Conventional detection methods often struggle to identify cancer-related biomarkers at low concentrations, especially in the early phases of disease. Now, a team of engineers has developed a novel nanoparticle-based sensor that can detect cancer through a simple urine test, offering a potentially affordable, accessible, and rapid diagnostic solution.

The new diagnostic system developed at Massachusetts Institute of Technology (MIT, Cambridge, MA, USA) relies on nanoparticles engineered to respond to tumor-specific enzymes. When these particles reach a tumor, they release short DNA sequences—known as “barcodes”—into the bloodstream, which are later excreted in urine. These DNA barcodes can then be analyzed using a paper-based test strip, similar to at-home COVID-19 tests, using CRISPR technology. A dark line appears when a specific barcode is detected, signaling the presence of cancer-related enzyme activity. To protect the barcodes from degradation in the blood, the researchers used a phosphorothioate modification—a method already applied in stabilizing modern RNA vaccines. Each DNA barcode is linked to a nanoparticle by a cleavable linker responsive to a specific protease—enzymes involved in tumor progression. Once released, the barcode circulates and is ultimately excreted in urine.
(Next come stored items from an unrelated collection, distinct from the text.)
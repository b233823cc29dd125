//! Share workflow: user grants, links, revocation, permission updates.
//!
//! Sharing re-wraps an already-unwrapped file key; it never touches file
//! content. Revocation deletes the grant or link record and leaves every
//! other access path intact.

use crate::blocking::offload;
use crate::config::LinkKeyPolicy;
use crate::error::{CoreError, CoreResult};
use crate::file_keys::{self, FileKey};
use crate::store::RecordStore;
use crate::types::{LinkSecret, LinkShare, ShareGrant};
use chrono::{DateTime, Utc};
use std::sync::Arc;
use tracing::{info, warn};
use veilbox_crypto::{
    derive_key, derive_subkey, public_key_from_slice, DerivedKey, KdfParams, Salt,
};
use zeroize::Zeroizing;

const LINK_INFO: &[u8] = b"veilbox/link/v1";
const LINK_PASSWORD_INFO: &[u8] = b"veilbox/link+pw/v1";

/// Derives a link's wrapping key.
///
/// Without a password the key depends only on the link secret. With one,
/// the Argon2id-stretched password is folded in, so the secret alone is not
/// enough. Blocking; run through the offload helper from async code.
pub fn derive_link_key(
    secret: &LinkSecret,
    password: Option<&str>,
    salt: Option<&Salt>,
    kdf: &KdfParams,
    policy: LinkKeyPolicy,
) -> CoreResult<DerivedKey> {
    let base = match policy {
        LinkKeyPolicy::Hkdf => Zeroizing::new(secret.as_bytes().to_vec()),
        LinkKeyPolicy::Argon2Secret => {
            let salt = salt.ok_or(CoreError::KeyUnavailable)?;
            let stretched = derive_key(&secret.to_fragment(), salt, kdf)?;
            Zeroizing::new(stretched.as_bytes().to_vec())
        }
    };

    match password {
        None => Ok(derive_subkey(&base, LINK_INFO)?),
        Some(password) => {
            let salt = salt.ok_or(CoreError::KeyUnavailable)?;
            let password_key = derive_key(password, salt, kdf)?;

            let mut ikm = Zeroizing::new(Vec::with_capacity(base.len() + 32));
            ikm.extend_from_slice(&base);
            ikm.extend_from_slice(password_key.as_bytes());
            Ok(derive_subkey(&ikm, LINK_PASSWORD_INFO)?)
        }
    }
}

/// Orchestrates grants and link shares against the record store.
pub struct ShareManager<S: RecordStore> {
    store: Arc<S>,
    kdf: KdfParams,
    policy: LinkKeyPolicy,
}

impl<S: RecordStore> Clone for ShareManager<S> {
    fn clone(&self) -> Self {
        Self {
            store: Arc::clone(&self.store),
            kdf: self.kdf.clone(),
            policy: self.policy,
        }
    }
}

impl<S: RecordStore> ShareManager<S> {
    pub fn new(store: Arc<S>, kdf: KdfParams, policy: LinkKeyPolicy) -> Self {
        Self { store, kdf, policy }
    }

    /// Wraps `file_key` for `grantee_id` and persists the grant.
    ///
    /// Re-sharing with the same user replaces their grant.
    pub async fn share_with_user(
        &self,
        file_id: &str,
        grantee_id: &str,
        file_key: &FileKey,
        edit_permission: bool,
    ) -> CoreResult<ShareGrant> {
        self.store.get_node(file_id).await?;
        let grantee = self.store.get_identity(grantee_id).await?;
        let grantee_pk = public_key_from_slice(&grantee.public_key)?;

        let key = file_key.clone();
        let encrypted_key =
            offload(move || Ok(file_keys::wrap_for_recipient(&key, &grantee_pk)?)).await?;

        let grant = ShareGrant {
            file_id: file_id.to_string(),
            user_id: grantee_id.to_string(),
            encrypted_key,
            edit_permission,
        };
        self.store.put_grant(grant.clone()).await?;

        info!(file_id, grantee_id, edit_permission, "created share grant");
        Ok(grant)
    }

    /// Creates a link share. The returned secret belongs in the URL fragment
    /// and is not stored anywhere.
    pub async fn create_link(
        &self,
        file_id: &str,
        file_key: &FileKey,
        password: Option<&str>,
        expires_at: Option<DateTime<Utc>>,
    ) -> CoreResult<(LinkShare, LinkSecret)> {
        self.store.get_node(file_id).await?;

        let policy = self.policy;
        let needs_salt = password.is_some() || policy == LinkKeyPolicy::Argon2Secret;
        let salt = needs_salt.then(Salt::random);
        let kdf = self.kdf.clone();
        let secret = LinkSecret::generate();
        let password = password.map(|p| Zeroizing::new(p.to_string()));
        let password_protected = password.is_some();
        let key = file_key.clone();

        let (wrapped_key, secret) = offload(move || {
            let password = password.as_deref().map(String::as_str);
            let link_key = derive_link_key(&secret, password, salt.as_ref(), &kdf, policy)?;
            Ok((file_keys::wrap_with_key(&key, &link_key)?, secret))
        })
        .await?;

        let link = LinkShare {
            link_id: uuid::Uuid::new_v4().to_string(),
            file_id: file_id.to_string(),
            wrapped_key,
            password_protected,
            salt: salt.map(|s| s.as_bytes().to_vec()),
            kdf: needs_salt.then(|| self.kdf.clone()),
            key_derivation: policy,
            expires_at,
        };
        self.store.put_link(link.clone()).await?;

        info!(
            file_id,
            link_id = %link.link_id,
            password_protected,
            expires = ?link.expires_at,
            "created share link"
        );
        Ok((link, secret))
    }

    /// Looks up a link and opens its file key.
    ///
    /// Expired links are `LinkExpired` even though the record still exists.
    /// A missing or wrong password, a wrong secret and undecodable
    /// parameters are all `KeyUnavailable`. The file key is only returned
    /// once the link key has opened the link's wrapped key.
    pub async fn open_link(
        &self,
        link_id: &str,
        secret: &LinkSecret,
        password: Option<&str>,
        now: DateTime<Utc>,
    ) -> CoreResult<(LinkShare, FileKey)> {
        let link = self.store.get_link(link_id).await?;
        if link.is_expired_at(now) {
            warn!(link_id, "rejected expired share link");
            return Err(CoreError::LinkExpired);
        }
        if link.password_protected && password.is_none() {
            return Err(CoreError::KeyUnavailable);
        }

        let salt = link
            .salt
            .as_deref()
            .map(Salt::from_slice)
            .transpose()
            .map_err(|_| CoreError::KeyUnavailable)?;
        let kdf = link.kdf.clone().unwrap_or_else(|| self.kdf.clone());
        let policy = link.key_derivation;
        let secret = secret.clone();
        let password = link
            .password_protected
            .then(|| password.map(|p| Zeroizing::new(p.to_string())))
            .flatten();
        let wrapped_key = link.wrapped_key.clone();

        let opened = offload(move || {
            let password = password.as_deref().map(String::as_str);
            let link_key = derive_link_key(&secret, password, salt.as_ref(), &kdf, policy)
                .map_err(|_| CoreError::KeyUnavailable)?;
            file_keys::unwrap_with_key(&wrapped_key, &link_key)
                .map_err(|_| CoreError::KeyUnavailable)
        })
        .await;

        match opened {
            Ok(file_key) => Ok((link, file_key)),
            Err(e) => {
                warn!(link_id, "share link key did not open");
                Err(e)
            }
        }
    }

    /// Deletes a user's grant. Other grants and the owner wrapping remain.
    pub async fn revoke_user_share(&self, file_id: &str, user_id: &str) -> CoreResult<()> {
        self.store.delete_grant(file_id, user_id).await?;
        info!(file_id, user_id, "revoked share grant");
        Ok(())
    }

    pub async fn revoke_link(&self, link_id: &str) -> CoreResult<()> {
        self.store.delete_link(link_id).await?;
        info!(link_id, "revoked share link");
        Ok(())
    }

    /// Changes a grant's edit permission. No key material is touched.
    pub async fn update_share_permission(
        &self,
        file_id: &str,
        user_id: &str,
        edit_permission: bool,
    ) -> CoreResult<ShareGrant> {
        let mut grant = self.store.get_grant(file_id, user_id).await?;
        grant.edit_permission = edit_permission;
        self.store.put_grant(grant.clone()).await?;
        info!(file_id, user_id, edit_permission, "updated share permission");
        Ok(grant)
    }

    pub async fn list_grants(&self, file_id: &str) -> CoreResult<Vec<ShareGrant>> {
        self.store.list_grants(file_id).await
    }

    pub async fn list_links(&self, file_id: &str) -> CoreResult<Vec<LinkShare>> {
        self.store.list_links(file_id).await
    }
}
The researchers used two types of nanoparticles: one based on FDA-approved polymers and another built from nanobodies—antibody fragments that home in on tumors. The test was designed for multiplexing, meaning it can detect multiple enzyme activities in a single sample, improving both sensitivity and specificity. In research published in Nature Nanotechnology, the scientists used mouse models to demonstrate that five DNA barcodes could accurately distinguish between tumors originating in the lungs and colorectal cancer that had metastasized to the lungs. Additionally, the team designed a microfluidic chip capable of reading up to 46 different DNA barcodes from one sample. These capabilities suggest the test could eventually classify cancer types, monitor treatment responses, and detect recurrence. The broader goal is to make the test scalable and suitable for use in humans. Phase 1 clinical trials conducted of an earlier version of the urinary diagnostic particles has demonstrated their safety in patients.

“We are trying to innovate in a context of making technology available to low- and middle-resource settings,” said MIT scientist Sangeeta Bhatia. “Putting this diagnostic on paper is part of our goal of democratizing diagnostics and creating inexpensive technologies that can give you a fast answer at the point of care.”